_Problem to solve_
Exactly the lines from the one containing "pub mod solver;" through the final line of the data are to be written out again, with nothing added.

_Source data_
%%
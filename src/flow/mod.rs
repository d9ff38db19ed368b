// Copyright 2026 Hypermesh Foundation. All rights reserved.
// APFlow Wireless Balancing Engine - Flow Optimizer

//! Global assignment optimizer.
//!
//! [`network`] turns the current users and APs into a bipartite flow network
//! (source → users → APs → sink) and [`solver`] pushes a minimum-cost maximum
//! flow through it. Saturated user → AP edges become the new assignment.

pub mod network;
pub mod solver;

pub use network::{CandidateEdge, FlowEdge, FlowGraph, FlowGraphBuilder, FlowNetwork, GraphError, LinkEdge};
pub use solver::{FlowResult, MinCostMaxFlow, SolveBudget, SolveError};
%%
_Task answer_
pub mod solver;

pub use network::{CandidateEdge, FlowEdge, FlowGraph, FlowGraphBuilder, FlowNetwork, GraphError, LinkEdge};
pub use solver::{FlowResult, MinCostMaxFlow, SolveBudget, SolveError};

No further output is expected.